Case Authors : Robert L. Simons

Topic : Strategy & Execution

Related Areas : Crisis management, Growth strategy, Innovation, Motivating people, Strategy execution




Calculating Net Present Value (NPV) at 6% for Strategy Execution Module 15: Using the Levers of Control to Implement Strategy Case Study


Years              Cash Flow     Net Cash Flow     Cumulative    
Cash Flow
Discount Rate
@ 6 %
Discounted
Cash Flows
Year 0 (10020876) -10020876 - -
Year 1 3455109 -6565767 3455109 0.9434 3259537
Year 2 3970740 -2595027 7425849 0.89 3533944
Year 3 3968585 1373558 11394434 0.8396 3332100
Year 4 3237335 4610893 14631769 0.7921 2564273
TOTAL 14631769 12689854




The Net Present Value at 6% discount rate is 2668978

In isolation the NPV number doesn't mean much but put in right context then it is one of the best method to evaluate project returns. In this article we will cover -

Different methods of capital budgeting


What is NPV & Formula of NPV,
How it is calculated,
How to use NPV number for project evaluation, and
Scenario Planning given risks and management priorities.

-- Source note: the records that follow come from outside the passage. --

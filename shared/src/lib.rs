use chrono::{DateTime, Utc};
use serde::{Deserialize, Deserializer, Serialize};
use std::fmt;

pub mod audit;
pub mod backend;
pub mod config;
pub mod controller;
pub mod form;
pub mod listing;
pub mod memory;
pub mod pagination;
pub mod state;
pub mod stats;
pub mod tags;

pub use audit::{AuditAction, NewAuditEntry};
pub use backend::{Backend, BackendError, BackendResult, Query, SortOrder, Table};
pub use config::{BackendConfig, ConfigError, Timeouts};
pub use controller::{Controller, ControllerError, Timer};
pub use form::{ClientDraft, FormError, SaveRequest, SaveTarget};
pub use listing::{ClientQuery, SortDirection, SortField};
pub use pagination::{Page, PageLink, Paginator};
pub use state::{AppState, SessionState, StateEvent};
pub use stats::DashboardStats;
pub use tags::TagEditor;

#[derive(Debug, Clone, PartialEq, Eq, Serialize, Deserialize)]
pub struct User {
    #[serde(deserialize_with = "string_or_number")]
    pub id: String,
    #[serde(default, deserialize_with = "null_as_default")]
    pub email: String,
}

#[derive(Debug, Clone, PartialEq, Eq, Serialize, Deserialize)]
pub struct Session {
    pub access_token: String,
    /// Exchanged for a new access token once the current one expires.
    #[serde(default, skip_serializing_if = "Option::is_none")]
    pub refresh_token: Option<String>,
    pub user: User,
}

#[derive(Debug, Clone, Default, PartialEq, Eq, Serialize, Deserialize)]
pub struct Tag {
    pub value: String,
    #[serde(default, deserialize_with = "null_as_default")]
    pub comment: String,
}

impl Tag {
    pub fn new(value: impl Into<String>) -> Self {
        Self {
            value: value.into(),
            comment: String::new(),
        }
    }
}

#[derive(Debug, Clone, Default, PartialEq, Eq, Hash, Serialize, Deserialize)]
#[serde(from = "String", into = "String")]
pub enum ClientStatus {
    #[default]
    Onboarding,
    Active,
    Offboarded,
    Other(String),
}

impl ClientStatus {
    /// Statuses offered by the record editor.
    pub const SELECTABLE: [ClientStatus; 3] = [
        ClientStatus::Onboarding,
        ClientStatus::Active,
        ClientStatus::Offboarded,
    ];

    pub fn as_str(&self) -> &str {
        match self {
            ClientStatus::Onboarding => "Onboarding",
            ClientStatus::Active => "Active",
            ClientStatus::Offboarded => "Offboarded",
            ClientStatus::Other(label) => label,
        }
    }

    pub fn badge_class(&self) -> &'static str {
        match self {
            ClientStatus::Active => "bg-green-800 text-green-200",
            ClientStatus::Onboarding => "bg-blue-800 text-blue-200",
            ClientStatus::Offboarded => "bg-red-800 text-red-200",
            ClientStatus::Other(_) => "bg-gray-700 text-gray-200",
        }
    }
}

impl From<String> for ClientStatus {
    fn from(value: String) -> Self {
        match value.as_str() {
            "Onboarding" => ClientStatus::Onboarding,
            "Active" => ClientStatus::Active,
            "Offboarded" => ClientStatus::Offboarded,
            _ => ClientStatus::Other(value),
        }
    }
}

impl From<ClientStatus> for String {
    fn from(status: ClientStatus) -> Self {
        status.as_str().to_string()
    }
}

impl fmt::Display for ClientStatus {
    fn fmt(&self, f: &mut fmt::Formatter<'_>) -> fmt::Result {
        f.write_str(self.as_str())
    }
}

/// The four tag collections carried by every client.
#[derive(Debug, Clone, Copy, PartialEq, Eq, Hash)]
pub enum TagField {
    SsoSystems,
    HrIntegrations,
    Tenants,
    Tmcs,
}

impl TagField {
    pub const ALL: [TagField; 4] = [
        TagField::SsoSystems,
        TagField::HrIntegrations,
        TagField::Tenants,
        TagField::Tmcs,
    ];

    pub fn label(&self) -> &'static str {
        match self {
            TagField::SsoSystems => "SSO Systems",
            TagField::HrIntegrations => "HR Integrations",
            TagField::Tenants => "Tenants",
            TagField::Tmcs => "TMCs",
        }
    }

    pub fn placeholder(&self) -> &'static str {
        match self {
            TagField::SsoSystems => "Type SSO system and press Enter",
            TagField::HrIntegrations => "Type HR integration and press Enter",
            TagField::Tenants => "Type tenant and press Enter",
            TagField::Tmcs => "Type TMC and press Enter",
        }
    }
}

#[derive(Debug, Clone, PartialEq, Eq, Serialize, Deserialize)]
pub struct Client {
    #[serde(deserialize_with = "string_or_number")]
    pub id: String,
    pub name: String,
    #[serde(default, deserialize_with = "null_as_default")]
    pub status: ClientStatus,
    #[serde(default, deserialize_with = "null_as_default")]
    pub sso_systems: Vec<Tag>,
    #[serde(default, deserialize_with = "null_as_default")]
    pub hr_integrations: Vec<Tag>,
    #[serde(default, deserialize_with = "null_as_default")]
    pub tenants: Vec<Tag>,
    #[serde(default, deserialize_with = "null_as_default")]
    pub tmcs: Vec<Tag>,
    #[serde(default, deserialize_with = "null_as_default")]
    pub notes: String,
    #[serde(default, deserialize_with = "null_as_default")]
    pub comments: String,
    #[serde(default)]
    pub created_at: Option<DateTime<Utc>>,
    #[serde(default)]
    pub updated_at: Option<DateTime<Utc>>,
    #[serde(default, deserialize_with = "optional_string_or_number")]
    pub user_id: Option<String>,
}

impl Client {
    pub fn tags(&self, field: TagField) -> &[Tag] {
        match field {
            TagField::SsoSystems => &self.sso_systems,
            TagField::HrIntegrations => &self.hr_integrations,
            TagField::Tenants => &self.tenants,
            TagField::Tmcs => &self.tmcs,
        }
    }
}

/// Row written to the `clients` table on insert or update.
#[derive(Debug, Clone, PartialEq, Serialize)]
pub struct ClientRecord {
    pub name: String,
    pub status: ClientStatus,
    pub sso_systems: Vec<Tag>,
    pub hr_integrations: Vec<Tag>,
    pub tenants: Vec<Tag>,
    pub tmcs: Vec<Tag>,
    pub notes: String,
    pub comments: String,
    pub user_id: String,
    #[serde(skip_serializing_if = "Option::is_none")]
    pub created_at: Option<DateTime<Utc>>,
    pub updated_at: DateTime<Utc>,
}

#[derive(Debug, Clone, PartialEq, Eq, Serialize, Deserialize)]
pub struct AuditLogEntry {
    #[serde(default, deserialize_with = "optional_string_or_number")]
    pub id: Option<String>,
    #[serde(default, deserialize_with = "optional_string_or_number")]
    pub client_id: Option<String>,
    pub action: AuditAction,
    #[serde(default, deserialize_with = "null_as_default")]
    pub field_name: String,
    #[serde(default, deserialize_with = "null_as_default")]
    pub old_value: String,
    #[serde(default, deserialize_with = "null_as_default")]
    pub new_value: String,
    #[serde(default, deserialize_with = "optional_string_or_number")]
    pub user_id: Option<String>,
    #[serde(default)]
    pub user_email: Option<String>,
    #[serde(default)]
    pub created_at: Option<DateTime<Utc>>,
}

#[derive(Debug, Clone, PartialEq, Eq, Serialize, Deserialize)]
pub struct ClientComment {
    #[serde(default, deserialize_with = "optional_string_or_number")]
    pub id: Option<String>,
    #[serde(deserialize_with = "string_or_number")]
    pub client_id: String,
    pub comment: String,
    #[serde(default, deserialize_with = "optional_string_or_number")]
    pub user_id: Option<String>,
    #[serde(default, deserialize_with = "null_as_default")]
    pub user_email: String,
    #[serde(default)]
    pub created_at: Option<DateTime<Utc>>,
}

/// Row written to the `client_comments` table.
#[derive(Debug, Clone, PartialEq, Serialize)]
pub struct NewClientComment {
    pub client_id: String,
    pub comment: String,
    pub user_id: String,
    pub user_email: String,
    pub created_at: DateTime<Utc>,
}

fn null_as_default<'de, D, T>(deserializer: D) -> Result<T, D::Error>
where
    D: Deserializer<'de>,
    T: Default + Deserialize<'de>,
{
    Ok(Option::<T>::deserialize(deserializer)?.unwrap_or_default())
}

#[derive(Deserialize)]
#[serde(untagged)]
enum StringOrNumber {
    String(String),
    Signed(i64),
    Unsigned(u64),
}

impl From<StringOrNumber> for String {
    fn from(value: StringOrNumber) -> Self {
        match value {
            StringOrNumber::String(s) => s,
            StringOrNumber::Signed(n) => n.to_string(),
            StringOrNumber::Unsigned(n) => n.to_string(),
        }
    }
}

// Identifiers may be uuid strings or bigint columns depending on how the
// tables were provisioned.
fn string_or_number<'de, D>(deserializer: D) -> Result<String, D::Error>
where
    D: Deserializer<'de>,
{
    StringOrNumber::deserialize(deserializer).map(String::from)
}

fn optional_string_or_number<'de, D>(deserializer: D) -> Result<Option<String>, D::Error>
where
    D: Deserializer<'de>,
{
    Ok(Option::<StringOrNumber>::deserialize(deserializer)?.map(String::from))
}

#[cfg(test)]
mod tests {
    use super::*;
    use serde_json::json;

    #[test]
    fn test_client_null_collections_default_to_empty() {
        let client: Client = serde_json::from_value(json!({
            "id": 7,
            "name": "Acme",
            "status": "Active",
            "sso_systems": null,
            "tmcs": [{ "value": "Concur", "comment": null }],
            "notes": null,
            "created_at": "2024-03-01T10:00:00+00:00",
            "updated_at": null
        }))
        .unwrap();

        assert_eq!(client.id, "7");
        assert!(client.sso_systems.is_empty());
        assert!(client.hr_integrations.is_empty());
        assert_eq!(client.tmcs, vec![Tag::new("Concur")]);
        assert_eq!(client.notes, "");
        assert!(client.created_at.is_some());
        assert!(client.updated_at.is_none());
    }

    #[test]
    fn test_unknown_status_is_preserved() {
        let status: ClientStatus = serde_json::from_value(json!("Paused")).unwrap();
        assert_eq!(status, ClientStatus::Other("Paused".to_string()));
        assert_eq!(serde_json::to_value(&status).unwrap(), json!("Paused"));
        assert_eq!(
            serde_json::to_value(ClientStatus::Offboarded).unwrap(),
            json!("Offboarded")
        );
    }

    #[test]
    fn test_audit_entry_with_null_client() {
        let entry: AuditLogEntry = serde_json::from_value(json!({
            "id": "a1",
            "client_id": null,
            "action": "Client Created",
            "field_name": "All Fields",
            "old_value": "",
            "new_value": "Client: Acme (by ops@example.com)",
            "user_id": "u1",
            "created_at": "2024-03-01T10:00:00Z"
        }))
        .unwrap();

        assert_eq!(entry.client_id, None);
        assert_eq!(entry.action, AuditAction::ClientCreated);
        assert_eq!(entry.user_email, None);
    }

    #[test]
    fn test_session_from_token_response() {
        let session: Session = serde_json::from_value(json!({
            "access_token": "jwt",
            "token_type": "bearer",
            "expires_in": 3600,
            "refresh_token": "r1",
            "user": { "id": "u1", "email": "ops@example.com", "role": "authenticated" }
        }))
        .unwrap();

        assert_eq!(session.refresh_token.as_deref(), Some("r1"));
        assert_eq!(session.user.email, "ops@example.com");

        // Sessions stored before refresh tokens were kept still load
        let stored: Session = serde_json::from_value(json!({
            "access_token": "jwt",
            "user": { "id": "u1", "email": "ops@example.com" }
        }))
        .unwrap();
        assert_eq!(stored.refresh_token, None);
    }
}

Capital Budgeting Approaches

Methods of Capital Budgeting


There are four types of capital budgeting techniques that are widely used in the corporate world –

1. Payback Period
2. Internal Rate of Return
3. Net Present Value
4. Profitability Index

Apart from the Payback period method which is an additive method, rest of the methods are based on Discounted Cash Flow technique. Even though cash flow can be calculated based on the nature of the project, for the simplicity of the article we are assuming that all the expected cash flows are realized at the end of the year.

Discounted Cash Flow approaches provide a more objective basis for evaluating and selecting investment projects. They take into consideration both –

1. Timing of the expected cash flows – stockholders of Levers Control have higher preference for cash returns over 4-5 years rather than 10-15 years given the nature of the volatility in the industry.
2. Magnitude of both incoming and outgoing cash flows – Projects can be capital intensive, time intensive, or both. Levers Control shareholders have preference for diversified projects investment rather than prospective high income from a single capital intensive project.






Formula and Steps to Calculate Net Present Value (NPV) of Strategy Execution Module 15: Using the Levers of Control to Implement Strategy

NPV = Net Cash In Flowt1 / (1+r)t1 + Net Cash In Flowt2 / (1+r)t2 + … Net Cash In Flowtn / (1+r)tn
Less Net Cash Out Flowt0 / (1+r)t0

Where t = time period, in this case year 1, year 2 and so on.
r = discount rate or return that could be earned using other safe proposition such as fixed deposit or treasury bond rate. Net Cash In Flow – What the firm will get each year.
Net Cash Out Flow – What the firm needs to invest initially in the project.

Step 1 – Understand the nature of the project and calculate cash flow for each year.
Step 2 – Discount those cash flow based on the discount rate.
Step 3 – Add all the discounted cash flow.
Step 4 – Selection of the project

Why Strategy & Execution Managers need to know Financial Tools such as Net Present Value (NPV)?

In our daily workplace we often come across people and colleagues who are just focused on their core competency and targets they have to deliver. For example marketing managers at Levers Control often design programs whose objective is to drive brand awareness and customer reach. But how that 30 point increase in brand awareness or 10 point increase in customer touch points will result into shareholders’ value is not specified.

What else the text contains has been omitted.